37 En het geschiedde in die dagen, dat zij krank werd en stierf; en als zij haar gewassen hadden, legden zij haar in de opperzaal.
And it chaunsed in those dayes that she was sicke and dyed. When they had wesshed her and layd her in a chamber:
38 En alzo Lydda nabij Joppe was, de discipelen, horende, dat Petrus aldaar was, zonden twee mannen tot hem, biddende, dat hij niet zou vertoeven tot hen over te komen.
Because Lydda was nye to Ioppa and the disciples had hearde that Peter was there they sent vnto hym desyrynge him that he wolde not be greved to come vnto them.
39 En Petrus stond op, en ging met hen; welken zij, als hij daar gekomen was, in de opperzaal leidden. En al de weduwen stonden bij hem, wenende, en tonende de rokken en klederen, die Dorkas gemaakt had, als zij bij haar was.
Peter arose and came with them and when he was come they brought him in to ye chamber. And all ye wydowes stode roude aboute hym wepynge and shewynge the cotes and garmentes which Dorcas made whill she was with the.

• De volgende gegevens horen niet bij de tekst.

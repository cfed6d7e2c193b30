use std::collections::HashMap;
use std::sync::Mutex;

use chrono::{Duration, Utc};
use tracing::{info, warn};

use crate::auth;
use crate::shared::error::{Result, SandboxError};
use crate::shared::models::{Session, SessionDescriptor};

/// Live, process-local session registry. Source of truth while the serving
/// process runs; optionally bootstrapped from descriptors at startup.
///
/// One mutex guards all mutation; request handlers and the reconciler go
/// through the same lock. Nothing here is held across an await point or a
/// subprocess wait.
pub struct SessionRegistry {
    ttl_hours: i64,
    sessions: Mutex<HashMap<String, Session>>,
}

impl SessionRegistry {
    pub fn new(ttl_hours: i64) -> Self {
        Self {
            ttl_hours,
            sessions: Mutex::new(HashMap::new()),
        }
    }

    /// Register a new session bound to a credential record. Returns the
    /// generated unguessable session identifier.
    pub fn create(&self, username: &str, password_hash: &str) -> String {
        let session_id = auth::generate_session_id();
        let created_at = Utc::now();
        let session = Session {
            session_id: session_id.clone(),
            username: username.to_string(),
            password_hash: password_hash.to_string(),
            created_at,
            expires_at: created_at + Duration::hours(self.ttl_hours),
            ttl_hours: self.ttl_hours,
            active: true,
            documents: Vec::new(),
            conversations: Vec::new(),
        };

        let mut sessions = self.sessions.lock().expect("registry lock");
        sessions.insert(session_id.clone(), session);
        info!("Registered session {} for {}", session_id, username);
        session_id
    }

    pub fn get(&self, session_id: &str) -> Option<Session> {
        let sessions = self.sessions.lock().expect("registry lock");
        sessions.get(session_id).cloned()
    }

    /// Login path: resolve a session by its bound username.
    pub fn find_by_username(&self, username: &str) -> Option<Session> {
        let sessions = self.sessions.lock().expect("registry lock");
        sessions.values().find(|s| s.username == username).cloned()
    }

    /// Resolve a session for authorized access. Absent sessions are
    /// NotFound; sessions with zero remaining time are Expired even before
    /// the reconciler removes them. Callers must present both identically.
    pub fn authorize(&self, session_id: &str) -> Result<Session> {
        let sessions = self.sessions.lock().expect("registry lock");
        let session = sessions
            .get(session_id)
            .ok_or_else(|| SandboxError::NotFound(format!("session {session_id}")))?;
        if session.time_remaining(Utc::now()) <= Duration::zero() {
            return Err(SandboxError::Expired(session_id.to_string()));
        }
        Ok(session.clone())
    }

    /// Logout: mark the session inactive. Idempotent; conversations and
    /// documents survive until TTL deletion.
    pub fn mark_inactive(&self, session_id: &str) {
        let mut sessions = self.sessions.lock().expect("registry lock");
        if let Some(session) = sessions.get_mut(session_id) {
            session.active = false;
        }
    }

    /// Remaining lifetime floored at zero, or None for unknown sessions.
    pub fn time_remaining(&self, session_id: &str) -> Option<Duration> {
        let sessions = self.sessions.lock().expect("registry lock");
        sessions
            .get(session_id)
            .map(|s| s.time_remaining(Utc::now()))
    }

    pub fn delete(&self, session_id: &str) -> bool {
        let mut sessions = self.sessions.lock().expect("registry lock");
        sessions.remove(session_id).is_some()
    }

    pub fn record_conversation(&self, session_id: &str, conversation_id: &str) {
        let mut sessions = self.sessions.lock().expect("registry lock");
        if let Some(session) = sessions.get_mut(session_id) {
            if !session.conversations.iter().any(|c| c == conversation_id) {
                session.conversations.push(conversation_id.to_string());
            }
        }
    }

    pub fn record_document(&self, session_id: &str, document_id: &str) {
        let mut sessions = self.sessions.lock().expect("registry lock");
        if let Some(session) = sessions.get_mut(session_id) {
            if !session.documents.iter().any(|d| d == document_id) {
                session.documents.push(document_id.to_string());
            }
        }
    }

    /// One-time boot import from the descriptor store. Only identity,
    /// credentials and timing come across; message history is never
    /// rehydrated into the (empty by design) ephemeral store.
    pub fn import_descriptor(&self, descriptor: &SessionDescriptor) {
        let mut session = descriptor.session.clone();
        session.documents.clear();
        session.conversations.clear();

        let mut sessions = self.sessions.lock().expect("registry lock");
        if sessions.contains_key(&session.session_id) {
            warn!(
                "Descriptor import skipped, session {} already registered",
                session.session_id
            );
            return;
        }
        info!(
            "Imported session {} ({}) from descriptor",
            session.session_id, session.username
        );
        sessions.insert(session.session_id.clone(), session);
    }

    /// Remove every session past its TTL and return the removed ids so the
    /// caller can cascade-clear ephemeral data.
    pub fn sweep_expired(&self) -> Vec<String> {
        let now = Utc::now();
        let mut sessions = self.sessions.lock().expect("registry lock");
        let expired: Vec<String> = sessions
            .values()
            .filter(|s| s.is_expired(now))
            .map(|s| s.session_id.clone())
            .collect();
        for session_id in &expired {
            sessions.remove(session_id);
        }
        expired
    }

    /// Drain every session (emergency cleanup).
    pub fn clear(&self) -> Vec<String> {
        let mut sessions = self.sessions.lock().expect("registry lock");
        sessions.drain().map(|(id, _)| id).collect()
    }

    pub fn session_ids(&self) -> Vec<String> {
        let sessions = self.sessions.lock().expect("registry lock");
        sessions.keys().cloned().collect()
    }

    pub fn len(&self) -> usize {
        self.sessions.lock().expect("registry lock").len()
    }

    pub fn is_empty(&self) -> bool {
        self.len() == 0
    }
}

40 Maar Petrus, hebbende hen allen uitgedreven, knielde neder en bad: en zich kerende tot het lichaam, zeide hij: Tabitha, sta op! En zij deed haar ogen open, en Petrus gezien hebbende, zat zij over einde.
And Peter put the all forth and kneled doune and prayde and turned him to ye body and sayde: Tabitha aryse. And she opened her eyes and whe she sawe Peter she sat vp.
41 En hij gaf haar de hand, en richtte haar op, en de heiligen en de weduwen geroepen hebbende, stelde hij haar levend voor hen.
And he gave her ye honde and lyft her up and called the sainctes and wydowes and shewed her alyve.
42 En dit werd bekend door geheel Joppe, en velen geloofden in den Heere.
And it was knowne throwout all Ioppa and many beleved on the Lorde.
43 En het geschiedde, dat hij vele dagen te Joppe bleef, bij een zekeren Simon, een lederbereider
And it fortuned that he taryed many dayes in Ioppa with one Simon a tanner.